Required work: Starting at the line that holds "impl Iterator for", copy every line exactly through the end of the data, and no others.

Collected data

++++++++

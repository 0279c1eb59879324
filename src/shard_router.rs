//
// Copyright (c) 2024, 2025 Oracle and/or its affiliates. All rights reserved.
//
// Licensed under the Universal Permissive License v 1.0 as shown at
//  https://oss.oracle.com/licenses/upl/
//
use std::collections::BTreeSet;
use std::result::Result;

use crate::error::{ia_err, DriverError, DriverErrorCode, ErrorNum};
use crate::shards_request::ShardsResult;
use crate::types::ShardId;

/// Restricts a query to an explicit set of shards.
///
/// A query restricted to shards `{s1, s2}` returns exactly the documents
/// stored on those shards. Running one query per shard and concatenating the
/// results yields the same multiset as the unrestricted query; no merging or
/// re-sorting across shards is done. Naming a shard the collection does not
/// have fails the whole query with
/// [`InvalidShardIdentifier`](crate::DriverErrorCode::InvalidShardIdentifier)
/// before any result is returned.
#[derive(Debug, Clone, Default, PartialEq, Eq)]
pub struct ShardRouter {
    shard_ids: Vec<ShardId>,
    known: Option<BTreeSet<ShardId>>,
}

impl ShardRouter {
    /// Create a router for the given shard ids.
    ///
    /// The list must not be empty and no id may be empty. Duplicates are
    /// dropped, keeping the first occurrence.
    pub fn new<I, S>(shard_ids: I) -> Result<ShardRouter, DriverError>
    where
        I: IntoIterator<Item = S>,
        S: AsRef<str>,
    {
        let mut ids: Vec<ShardId> = Vec::new();
        for s in shard_ids {
            let s = s.as_ref();
            if s.is_empty() {
                return ia_err!("shard id must not be empty");
            }
            if !ids.iter().any(|i| i == s) {
                ids.push(s.to_string());
            }
        }
        if ids.is_empty() {
            return ia_err!("shard restriction needs at least one shard id");
        }
        Ok(ShardRouter {
            shard_ids: ids,
            known: None,
        })
    }

    /// One router per shard of the collection, in shard id order.
    pub fn per_shard(shards: &ShardsResult) -> Vec<ShardRouter> {
        shards
            .shard_ids()
            .into_iter()
            .map(|s| ShardRouter {
                shard_ids: vec![s],
                known: None,
            }
            .with_known_shards(shards))
            .collect()
    }

    /// Check ids against the collection's shard map before sending.
    pub fn with_known_shards(mut self, shards: &ShardsResult) -> ShardRouter {
        self.known = Some(shards.shard_ids().into_iter().collect());
        self
    }

    pub fn shard_ids(&self) -> &[ShardId] {
        &self.shard_ids
    }

    pub(crate) fn validate(&self) -> Result<(), DriverError> {
        let Some(known) = &self.known else {
            return Ok(());
        };
        if let Some(unknown) = self.shard_ids.iter().find(|s| !known.contains(*s)) {
            return Err(DriverError::new(
                DriverErrorCode::InvalidShardIdentifier,
                &format!("unknown shard id '{}'", unknown),
            ));
        }
        Ok(())
    }

    /// Translate the server's "no such data source" answer to a
    /// shard-restricted query.
    pub(crate) fn map_server_error(&self, mut e: DriverError) -> DriverError {
        let shard_error = e.error_num == ErrorNum::DataSourceNotFound as i32
            || e.error_num == ErrorNum::ClusterShardGone as i32;
        if shard_error {
            e.code = DriverErrorCode::InvalidShardIdentifier;
            e.message = format!(
                "query restricted to shards {:?} was rejected: {}",
                self.shard_ids, e.message
            );
        }
        e
    }
}
//
// Copyright (c) 2024, 2025 Oracle and/or its affiliates. All rights reserved.
//
// Licensed under the Universal Permissive License v 1.0 as shown at
//  https://oss.oracle.com/licenses/upl/
//
use serde::de::DeserializeOwned;
use std::result::Result;

use crate::error::{malformed_err, DriverError};
use crate::response::{decode_bulk, OperationKind};
use crate::transport::RawResponse;
use crate::types::ResultEntry;

/// The ordered results of one bulk document operation.
///
/// All entries are decoded when the stream is created; reading never touches
/// the network. Entries come back in the order of the keys or documents in
/// the request, one per input, with per-document failures reported inline
/// (see [`ResultEntry::is_error()`]). Once every entry has been read,
/// [`read_next()`](BatchResultStream::read_next()) returns the
/// [`NoMoreDocuments`](crate::DriverErrorCode::NoMoreDocuments) error, however
/// many times it is called.
///
/// Silent operations are the exception to the one-entry-per-input rule: the
/// server only reports the documents that failed, so the stream holds just
/// those (and is empty when everything succeeded). Use
/// [`is_positional()`](BatchResultStream::is_positional()) to tell the two
/// cases apart.
///
/// Example:
/// ```no_run
/// use arangodb_rust_driver::{DeleteDocumentsRequest, Handle};
/// # async fn run() -> Result<(), Box<dyn std::error::Error>> {
/// # let handle = Handle::builder().from_environment()?.build().await?;
/// let mut results = DeleteDocumentsRequest::new("users")
///     .keys(&["alice", "bob"])
///     .return_old(true)
///     .execute(&handle)
///     .await?;
/// while let Ok(entry) = results.read_next() {
///     if let Some(err) = entry.error() {
///         println!("delete failed: {}", err.message);
///     }
/// }
/// # Ok(())
/// # }
/// ```
#[derive(Debug, Default)]
pub struct BatchResultStream {
    entries: Vec<ResultEntry>,
    position: usize,
    positional: bool,
}

impl BatchResultStream {
    pub(crate) fn new(entries: Vec<ResultEntry>, positional: bool) -> BatchResultStream {
        BatchResultStream {
            entries,
            position: 0,
            positional,
        }
    }

    /// Decode a bulk response for `inputs` keys or documents. Unless the
    /// operation was silent, the server must answer with one entry per input.
    pub(crate) fn from_response(
        kind: OperationKind,
        resp: &RawResponse,
        inputs: usize,
        silent: bool,
    ) -> Result<BatchResultStream, DriverError> {
        let entries = decode_bulk(kind, resp)?;
        if !silent && entries.len() != inputs {
            return malformed_err!(
                "bulk response has {} entries for {} inputs",
                entries.len(),
                inputs
            );
        }
        Ok(BatchResultStream::new(entries, !silent))
    }

    /// Return the next entry, or the `NoMoreDocuments` error once all
    /// entries have been read.
    pub fn read_next(&mut self) -> Result<ResultEntry, DriverError> {
        if self.position >= self.entries.len() {
            return Err(DriverError::no_more_documents());
        }
        let e = std::mem::take(&mut self.entries[self.position]);
        self.position += 1;
        Ok(e)
    }

    /// Return the next entry, deserializing its document into `dest`.
    ///
    /// Only read results carry a document. For entries without one, such as
    /// item errors, `dest` is left unchanged.
    pub fn read_into<T: DeserializeOwned>(&mut self, dest: &mut T) -> Result<ResultEntry, DriverError> {
        let e = self.read_next()?;
        if let Some(doc) = e.document_as::<T>()? {
            *dest = doc;
        }
        Ok(e)
    }

    /// Total number of entries, read or not.
    pub fn len(&self) -> usize {
        self.entries.len()
    }

    pub fn is_empty(&self) -> bool {
        self.entries.is_empty()
    }

    /// Number of entries not yet read.
    pub fn remaining(&self) -> usize {
        self.entries.len() - self.position
    }

    /// True if entry *i* corresponds to input *i*. False for silent
    /// operations, where only failures are reported.
    pub fn is_positional(&self) -> bool {
        self.positional
    }
}

impl Iterator for BatchResultStream {
    type Item = ResultEntry;

    fn next(&mut self) -> Option<ResultEntry> {
        self.read_next().ok()
    }

    fn size_hint(&self) -> (usize, Option<usize>) {
        (self.remaining(), Some(self.remaining()))
    }
}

++++++++

Answer space:
impl Iterator for BatchResultStream {
    type Item = ResultEntry;

    fn next(&mut self) -> Option<ResultEntry> {
        self.read_next().ok()
    }

    fn size_hint(&self) -> (usize, Option<usize>) {
        (self.remaining(), Some(self.remaining()))
    }
}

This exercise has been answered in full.